Bazen elimizde birçok kitap oluyor ve hangisini okuyacağımıza karar veremiyoruz. Bazen de canımız bir kitap okumak istiyor ama bu kitabın ne olduğuna dair bir fikrimiz olmuyor. İşbu sebeple kurulan bu grupta, okuduğumuz kitaplar hakkında birbirimize yardımcı olabilir, okumak istediğimiz kitaplar hakkında fikir teatisinde* bulunabiliriz diye düşündüm.
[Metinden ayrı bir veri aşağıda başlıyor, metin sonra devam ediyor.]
use jobsys_core::Response;
use tracing::{debug, info, warn};

use super::{Command, ControlLoop, SHUTDOWN_REASON};
use crate::context::{ResponseSink, WorkerContext};
use crate::error::{JobError, TransportError};
use crate::slot::{IdleTimer, SlotId, WorkerSlot};

impl ControlLoop {
    // ── Spawn ────────────────────────────────────────────────────────

    /// Start a new slot and return its position.
    pub(crate) fn spawn_slot(&mut self) -> Result<usize, TransportError> {
        let tx = self.tx.upgrade().ok_or(TransportError::Closed)?;
        let id = self.next_slot_id;
        let context = self.factory.spawn(id, ResponseSink::new(id, tx))?;
        self.next_slot_id += 1;

        self.slots.push(WorkerSlot::new(id, context));
        self.counters.spawned += 1;
        info!(slot = id, slots = self.slots.len(), "spawned worker slot");
        Ok(self.slots.len() - 1)
    }

    fn position(&self, slot: SlotId) -> Option<usize> {
        self.slots.iter().position(|s| s.id() == slot)
    }

    // ── Responses ────────────────────────────────────────────────────

    pub(super) fn on_response(&mut self, slot: SlotId, response: Response) {
        let Some(idx) = self.position(slot) else {
            debug!(slot, id = %response.id, "response from unknown slot, ignoring");
            return;
        };
        let Some(cell) = self.slots[idx].take(&response.id) else {
            debug!(slot, id = %response.id, "unknown correlation id, ignoring");
            return;
        };

        self.settle(&cell, response.into_result().map_err(JobError::from));
        self.slot_drained(idx);
    }

    /// React to a slot possibly reaching zero active jobs.
    pub(crate) fn slot_drained(&mut self, idx: usize) {
        if self.slots[idx].active() != 0 {
            return;
        }
        if self.slots.len() > self.settings.max_workers {
            self.evict(idx, "over capacity");
        } else if !self.settings.idle_timeout.is_zero() {
            self.arm_idle_timer(idx);
        }
    }

    /// A worker went away by itself. Everything it still owed fails.
    pub(super) fn on_context_exited(&mut self, slot: SlotId, reason: &str) {
        let Some(idx) = self.position(slot) else {
            debug!(slot, reason, "exit of a slot no longer in the pool");
            return;
        };

        let mut removed = self.slots.remove(idx);
        let orphaned = removed.drain_in_flight();
        warn!(slot, reason, orphaned = orphaned.len(), "worker context exited");

        for (id, cell) in orphaned {
            debug!(slot, id = %id, "failing job of exited worker");
            self.settle(
                &cell,
                Err(JobError::Protocol(format!(
                    "worker exited mid-dispatch: {reason}"
                ))),
            );
        }
        tokio::spawn(removed.into_context().terminate());
    }

    // ── Idle eviction ────────────────────────────────────────────────

    fn arm_idle_timer(&mut self, idx: usize) {
        let timeout = self.settings.idle_timeout;
        let slot = &mut self.slots[idx];
        let slot_id = slot.id();
        let generation = slot.next_timer_generation();

        let tx = self.tx.clone();
        let task = tokio::spawn(async move {
            tokio::time::sleep(timeout).await;
            if let Some(tx) = tx.upgrade() {
                let _ = tx.send(Command::IdleExpired {
                    slot: slot_id,
                    generation,
                });
            }
        });
        slot.arm_idle_timer(IdleTimer::new(generation, task));
        debug!(slot = slot_id, ?timeout, "idle timer armed");
    }

    pub(super) fn on_idle_expired(&mut self, slot: SlotId, generation: u64) {
        let Some(idx) = self.position(slot) else {
            return;
        };
        let current = &self.slots[idx];
        if !current.timer_is_current(generation) || current.active() != 0 {
            debug!(slot, generation, "stale idle timer");
            return;
        }
        self.evict(idx, "idle timeout");
    }

    fn evict(&mut self, idx: usize, reason: &'static str) {
        let slot = self.slots.remove(idx);
        self.counters.evicted += 1;
        info!(slot = slot.id(), reason, slots = self.slots.len(), "evicting worker slot");
        tokio::spawn(slot.into_context().terminate());
    }

    // ── Resize ───────────────────────────────────────────────────────

    /// Change `max_workers`. Idle surplus slots go at once, busy ones as
    /// they drain.
    pub(super) fn resize(&mut self, max_workers: usize) {
        let max_workers = max_workers.max(1);
        self.settings.max_workers = max_workers;
        self.settings.min_workers = self.settings.min_workers.min(max_workers);

        while self.slots.len() > max_workers {
            let Some(idx) = self.slots.iter().rposition(|s| s.active() == 0) else {
                break;
            };
            self.evict(idx, "pool resized");
        }
        info!(
            max_workers,
            slots = self.slots.len(),
            "pool resized"
        );
    }

    // ── Shutdown ─────────────────────────────────────────────────────

    /// Fail everything still owed and hand back the contexts.
    pub(super) fn shutdown(&mut self) -> Vec<Box<dyn WorkerContext>> {
        for (_, waiting) in self.waiting.drain().collect::<Vec<_>>() {
            waiting.task.abort();
            self.settle(
                &waiting.cell,
                Err(JobError::Protocol(SHUTDOWN_REASON.to_string())),
            );
        }

        let mut contexts = Vec::with_capacity(self.slots.len());
        for mut slot in std::mem::take(&mut self.slots) {
            for (_, cell) in slot.drain_in_flight() {
                self.settle(&cell, Err(JobError::Protocol(SHUTDOWN_REASON.to_string())));
            }
            contexts.push(slot.into_context());
        }

        if self.in_flight == 0 {
            for waiter in self.idle_waiters.drain(..) {
                let _ = waiter.send(());
            }
        }

        info!(
            terminating = contexts.len(),
            main_thread_active = self.main.active(),
            "pool shutting down"
        );
        contexts
    }
}
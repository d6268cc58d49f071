use serde::Serialize;

use crate::slot::SlotId;

/// Point-in-time view of the pool, produced by the control loop.
#[derive(Debug, Clone, Default, PartialEq, Eq, Serialize)]
pub struct PoolStats {
    pub slots: Vec<SlotStats>,
    pub max_workers: usize,
    pub main_thread_active: usize,
    /// Jobs accepted and not yet settled, dependency-waiting ones included.
    pub in_flight: usize,
    /// Total dispatches, slots and main thread.
    pub dispatched: u64,
    pub succeeded: u64,
    pub failed: u64,
    pub spawned: u64,
    pub evicted: u64,
    pub terminated: bool,
}

impl PoolStats {
    pub fn slot_count(&self) -> usize {
        self.slots.len()
    }

    pub fn slot_ids(&self) -> Vec<SlotId> {
        self.slots.iter().map(|s| s.id).collect()
    }

    pub fn is_quiescent(&self) -> bool {
        self.in_flight == 0
    }
}

#[derive(Debug, Clone, PartialEq, Eq, Serialize)]
pub struct SlotStats {
    pub id: SlotId,
    pub active: usize,
    pub dispatched: u64,
    pub idle_timer_armed: bool,
}
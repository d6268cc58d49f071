//! Built-in demo handlers.
//!
//! Shared by the `jobsys-worker` binary, the `jobsys` CLI and the test
//! suites so the scheduling side and every worker agree on the same ids.

use std::time::Duration;

use anyhow::bail;
use serde::{Deserialize, Serialize};
use serde_json::Value;

use crate::message::Transferable;
use crate::registry::{Invocation, Job, Registry};

#[derive(Debug, Deserialize)]
pub struct MultiplyArgs {
    pub a: i64,
    pub b: i64,
}

#[derive(Debug, Default, Deserialize)]
pub struct FailArgs {
    #[serde(default)]
    pub message: Option<String>,
}

#[derive(Debug, Deserialize)]
pub struct SleepArgs {
    pub ms: u64,
    /// Returned after sleeping, defaults to `ms`.
    #[serde(default)]
    pub value: Option<Value>,
}

/// Naive recursive Fibonacci: a CPU-bound stateful job.
#[derive(Debug, Clone, Serialize, Deserialize)]
pub struct Fibonacci {
    pub n: u32,
}

impl Fibonacci {
    fn compute(n: u32) -> u64 {
        match n {
            0 => 0,
            1 => 1,
            _ => Self::compute(n - 1) + Self::compute(n - 2),
        }
    }
}

impl Job for Fibonacci {
    const NAME: &'static str = "fibonacci";
    type Output = u64;

    fn execute(self, _transfer: Vec<Transferable>) -> anyhow::Result<u64> {
        if self.n > 90 {
            bail!("fibonacci({}) overflows u64", self.n);
        }
        Ok(Self::compute(self.n))
    }
}

pub fn registry() -> Registry {
    Registry::new()
        .with_fn("multiply", |args: MultiplyArgs| {
            args.a
                .checked_mul(args.b)
                .ok_or_else(|| anyhow::anyhow!("{} * {} overflows", args.a, args.b))
        })
        .with_raw("echo", |inv: Invocation| Ok(inv.payload))
        .with_fn("fail", |args: Option<FailArgs>| -> anyhow::Result<()> {
            let message = args
                .and_then(|a| a.message)
                .unwrap_or_else(|| "Fail".to_string());
            bail!(message)
        })
        .with_fn("panic", |(): ()| -> anyhow::Result<()> {
            panic!("handler panicked on purpose")
        })
        .with_fn("sleep", |args: SleepArgs| {
            std::thread::sleep(Duration::from_millis(args.ms));
            Ok(args.value.unwrap_or_else(|| Value::from(args.ms)))
        })
        .with_raw("checksum", |inv: Invocation| {
            let sum: u64 = inv
                .transfer
                .iter()
                .flat_map(|t| t.as_slice().iter())
                .map(|&b| u64::from(b))
                .sum();
            Ok(Value::from(sum))
        })
        .with_fn("pid", |(): ()| Ok(std::process::id()))
        // Only meaningful in process workers: takes the whole worker down.
        .with_fn("exit_process", |code: Option<i32>| -> anyhow::Result<()> {
            std::process::exit(code.unwrap_or(3))
        })
        .with_job::<Fibonacci>()
}

#[cfg(test)]
mod tests {
    use super::*;
    use crate::executor::Executor;
    use serde_json::json;
    use std::sync::Arc;

    fn exec() -> Executor {
        Executor::new(Arc::new(registry()))
    }

    #[test]
    fn multiply_matches_reference_case() {
        let out = exec().invoke("multiply", json!({"a": 3, "b": 20}), Vec::new());
        assert_eq!(out, Ok(json!(60)));
    }

    #[test]
    fn fail_defaults_to_fail_message() {
        let err = exec().invoke("fail", Value::Null, Vec::new()).unwrap_err();
        assert_eq!(err.message, "Fail");

        let err = exec()
            .invoke("fail", json!({"message": "custom"}), Vec::new())
            .unwrap_err();
        assert_eq!(err.message, "custom");
    }

    #[test]
    fn checksum_reads_transfers() {
        let out = exec().invoke(
            "checksum",
            Value::Null,
            vec![Transferable::new(vec![1, 2]), Transferable::new(vec![3])],
        );
        assert_eq!(out, Ok(json!(6)));
    }

    #[test]
    fn fibonacci_job() {
        let payload = serde_json::to_value(Fibonacci { n: 20 }).unwrap();
        assert_eq!(exec().invoke("fibonacci", payload, Vec::new()), Ok(json!(6765)));

        let payload = serde_json::to_value(Fibonacci { n: 91 }).unwrap();
        assert!(exec().invoke("fibonacci", payload, Vec::new()).is_err());
    }
}
use std::sync::Arc;

use jobsys_core::{Executor, Registry};
use tokio::sync::mpsc;
use tracing::debug;

use crate::error::JobError;
use crate::handle::Placement;
use crate::job::PreparedJob;
use crate::pool::control::Command;

/// Fallback executor running jobs in the pool's own process, outside any
/// slot.
///
/// Jobs run on Tokio's blocking pool so the control loop never waits on
/// them; the runner only keeps the active count used for load comparison.
#[derive(Debug)]
pub(crate) struct MainThreadRunner {
    executor: Executor,
    active: usize,
}

impl MainThreadRunner {
    pub fn new(registry: Arc<Registry>) -> Self {
        Self {
            executor: Executor::new(registry),
            active: 0,
        }
    }

    pub fn active(&self) -> usize {
        self.active
    }

    /// Start `job`. Completion arrives as [`Command::MainThreadDone`].
    pub fn run(&mut self, job: PreparedJob, done: mpsc::WeakUnboundedSender<Command>) {
        let PreparedJob {
            handler,
            payload,
            transfer,
            cell,
        } = job;

        self.active += 1;
        cell.mark_running(Placement::MainThread);
        debug!(handler = %handler, active = self.active, "running job on main thread");

        let executor = self.executor.clone();
        tokio::task::spawn_blocking(move || {
            let outcome = executor.invoke(&handler, payload, transfer);
            let cmd = Command::MainThreadDone { cell, outcome };
            let unsent = match done.upgrade() {
                Some(tx) => tx.send(cmd).err().map(|e| e.0),
                None => Some(cmd),
            };
            // Pool gone: settle directly so waiters are released.
            if let Some(Command::MainThreadDone { cell, outcome }) = unsent {
                cell.resolve(outcome.map_err(JobError::from));
            }
        });
    }

    /// Bookkeeping for a finished job.
    pub fn finish(&mut self) {
        self.active = self.active.saturating_sub(1);
    }
}
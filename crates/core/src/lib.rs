pub mod builtin;
pub mod error;
pub mod executor;
pub mod message;
pub mod registry;

pub use error::ErrorRecord;
pub use executor::{serve_stdio, Executor};
pub use message::{decode_line, encode_line, Dispatch, Response, ResponseBody, Transferable};
pub use registry::{HandlerFn, Invocation, Job, Registry};
use thiserror::Error;

/// Errors raised by game storage and field updates.
#[derive(Error, Debug)]
pub enum TrackerError {
    #[error("{0} not recognized")]
    UnknownSite(String),

    #[error("{0} not recognized")]
    UnknownLeague(String),

    #[error("No game found with ID {0}")]
    GameNotFound(i64),

    #[error("Invalid field selection: {0}")]
    UnknownField(String),

    #[error("Invalid value for {field}: {reason}")]
    InvalidInput { field: &'static str, reason: String },

    #[error("Invalid game IDs {0:?}. Enter only unpaid game IDs.")]
    NotUnpaid(Vec<i64>),

    #[error("No game IDs given")]
    NoGameIds,

    #[error("Database error: {0}")]
    Storage(#[from] rusqlite::Error),

    #[error("I/O error: {0}")]
    Io(#[from] std::io::Error),
}

impl TrackerError {
    /// Whether the error came from user input rather than the database
    pub fn is_validation(&self) -> bool {
        !matches!(self, TrackerError::Storage(_) | TrackerError::Io(_))
    }

    pub(crate) fn invalid(field: &'static str, reason: impl Into<String>) -> Self {
        TrackerError::InvalidInput {
            field,
            reason: reason.into(),
        }
    }
}

pub type Result<T> = std::result::Result<T, TrackerError>;
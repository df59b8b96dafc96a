use chrono::NaiveDate;

use crate::models::DATE_FORMAT;

/// Format a whole-dollar fee for display
pub fn format_fee(fee: i64) -> String {
    if fee < 0 {
        format!("-${}", -fee)
    } else {
        format!("${}", fee)
    }
}

/// Format a mileage value to one decimal place
pub fn format_mileage(miles: f64) -> String {
    format!("{:.1}", miles)
}

/// `Y` for set flags, blank otherwise
pub fn format_flag(flag: bool) -> &'static str {
    if flag {
        "Y"
    } else {
        ""
    }
}

pub fn format_date(date: NaiveDate) -> String {
    date.format(DATE_FORMAT).to_string()
}

/// Truncate a string to a maximum length, adding ellipsis if needed
pub fn truncate_string(s: &str, max_len: usize) -> String {
    if s.chars().count() <= max_len {
        s.to_string()
    } else if max_len <= 3 {
        s.chars().take(max_len).collect()
    } else {
        let truncated: String = s.chars().take(max_len - 3).collect();
        format!("{}...", truncated)
    }
}
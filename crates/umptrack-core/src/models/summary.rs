//! Report rows and season scoping.

use chrono::{Datelike, NaiveDate};
use serde::{Deserialize, Serialize};

use super::game::today;

/// A season is one calendar year of game dates.
#[derive(Debug, Clone, Copy, PartialEq, Eq, PartialOrd, Ord, Hash, Serialize, Deserialize)]
pub struct Season(i32);

impl Season {
    pub fn new(year: i32) -> Self {
        Self(year)
    }

    /// The season containing today's date
    pub fn current() -> Self {
        Self(today().year())
    }

    /// Four-digit year as produced by SQLite's `strftime('%Y', ...)`
    pub(crate) fn sql_year(self) -> String {
        format!("{:04}", self.0)
    }
}

impl std::fmt::Display for Season {
    fn fmt(&self, f: &mut std::fmt::Formatter<'_>) -> std::fmt::Result {
        write!(f, "{}", self.0)
    }
}

/// Per-league totals for a season.
#[derive(Debug, Clone, PartialEq, Serialize, Deserialize)]
pub struct LeagueSummary {
    pub league: String,
    pub games: i64,
    pub owed: i64,
    pub paid: i64,
    pub mileage: f64,
}

/// A row of the unpaid-games view.
#[derive(Debug, Clone, PartialEq, Serialize, Deserialize)]
pub struct UnpaidGame {
    pub id: i64,
    pub date: NaiveDate,
    pub site: String,
    pub league: String,
    pub assignor: String,
    pub fee: i64,
    pub paid: bool,
}

/// A row of the full ledger.
#[derive(Debug, Clone, PartialEq, Serialize, Deserialize)]
pub struct LedgerEntry {
    pub id: i64,
    pub date: NaiveDate,
    pub site: String,
    pub assignor: String,
    pub fee: i64,
    pub paid: bool,
    pub volunteer: bool,
}

/// Outcome of a bulk mileage pass over sites.
#[derive(Debug, Clone, Default, PartialEq)]
pub struct MileageReport {
    /// Sites whose mileage was resolved, with the cached value
    pub updated: Vec<(String, f64)>,
    /// Sites that could not be resolved
    pub skipped: Vec<String>,
}

impl MileageReport {
    pub fn is_empty(&self) -> bool {
        self.updated.is_empty() && self.skipped.is_empty()
    }
}

#[cfg(test)]
mod tests {
    use super::*;

    #[test]
    fn test_current_season_is_this_year() {
        assert_eq!(Season::current(), Season::new(today().year()));
        assert_eq!(Season::new(2026).to_string(), "2026");
    }

    #[test]
    fn test_season_sql_year_is_padded() {
        assert_eq!(Season::new(2026).sql_year(), "2026");
        assert_eq!(Season::new(999).sql_year(), "0999");
    }
}
//! Local SQLite persistence.
//!
//! This module provides the `Database` handle for storing games and the
//! `sites`, `leagues` and `assignors` reference tables, plus the season
//! reports read back from them.

pub mod database;
pub mod reports;

pub use database::Database;
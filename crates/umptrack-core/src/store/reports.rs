//! Aggregate views over stored games.
//!
//! Each view takes an optional [`Season`]; `None` covers every stored game.
//! The season is matched on the year of the stored ISO date.

use rusqlite::params;

use crate::error::Result;
use crate::models::{LeagueSummary, LedgerEntry, Season, UnpaidGame};

use super::Database;

impl Database {
    /// Per-league game count, fees owed and paid, and total mileage
    pub fn season_summary(&self, season: Option<Season>) -> Result<Vec<LeagueSummary>> {
        let conn = self.connect()?;
        let mut stmt = conn.prepare(
            "SELECT league,
                    COUNT(1),
                    SUM(CASE WHEN fee_paid = 0 THEN game_fee ELSE 0 END),
                    SUM(CASE WHEN fee_paid = 1 THEN game_fee ELSE 0 END),
                    ROUND(SUM(mileage), 1)
             FROM games
             WHERE ?1 IS NULL OR strftime('%Y', date) = ?1
             GROUP BY league
             ORDER BY league",
        )?;
        let rows = stmt
            .query_map(params![season.map(Season::sql_year)], |row| {
                Ok(LeagueSummary {
                    league: row.get(0)?,
                    games: row.get(1)?,
                    owed: row.get(2)?,
                    paid: row.get(3)?,
                    mileage: row.get(4)?,
                })
            })?
            .collect::<rusqlite::Result<Vec<_>>>()?;
        Ok(rows)
    }

    pub fn unpaid_ledger(&self, season: Option<Season>) -> Result<Vec<UnpaidGame>> {
        let conn = self.connect()?;
        let mut stmt = conn.prepare(
            "SELECT id, date, site, league, assignor, game_fee, fee_paid
             FROM games
             WHERE fee_paid = 0
               AND (?1 IS NULL OR strftime('%Y', date) = ?1)
             ORDER BY date, id",
        )?;
        let rows = stmt
            .query_map(params![season.map(Season::sql_year)], |row| {
                Ok(UnpaidGame {
                    id: row.get(0)?,
                    date: row.get(1)?,
                    site: row.get(2)?,
                    league: row.get(3)?,
                    assignor: row.get(4)?,
                    fee: row.get(5)?,
                    paid: row.get(6)?,
                })
            })?
            .collect::<rusqlite::Result<Vec<_>>>()?;
        Ok(rows)
    }

    pub fn full_ledger(&self, season: Option<Season>) -> Result<Vec<LedgerEntry>> {
        let conn = self.connect()?;
        let mut stmt = conn.prepare(
            "SELECT id, date, site, assignor, game_fee, fee_paid, is_volunteer
             FROM games
             WHERE ?1 IS NULL OR strftime('%Y', date) = ?1
             ORDER BY date, id",
        )?;
        let rows = stmt
            .query_map(params![season.map(Season::sql_year)], |row| {
                Ok(LedgerEntry {
                    id: row.get(0)?,
                    date: row.get(1)?,
                    site: row.get(2)?,
                    assignor: row.get(3)?,
                    fee: row.get(4)?,
                    paid: row.get(5)?,
                    volunteer: row.get(6)?,
                })
            })?
            .collect::<rusqlite::Result<Vec<_>>>()?;
        Ok(rows)
    }
}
* Hep cümle içinde kullanmak istemiştim buraya kısmetmiş.


Tür: Genel | Açılış, 28 Temmuz 2011
<< tüm tartışmalar

Köy Enstitüleri

Tartışma Cevapları
« geri 1 2

1 ile 10 arası cevap gösteriliyor, toplam 18 cevap.
1 kişiden 1 kişi beğenmiş.

Köy enstitülerinde eğitim görenler yılda iki dünya klasiği roman bitirip aynı anda da herhangi bir enstrüman çalmayı öğreniyorlardı. Aradan ortalama 60-70 yıl geçti. Eğitim sistemimizin mantıken ilerlemiş olması gerekiyor. Üstelik maddi imkanlar da önceki yıllara göre arttı. Ama şahsi düşüncem ülkemizde kaymak tabaka olarak görülen üniversite mezunlarının bile çoğunun köy enstitüsü kalitesinde olmadığı yönünde. Bu konuda sizin de görüşünüzü almak isterim.

Sizce üniversite okuyanların ne kadarı bu vasıflara sahiptir?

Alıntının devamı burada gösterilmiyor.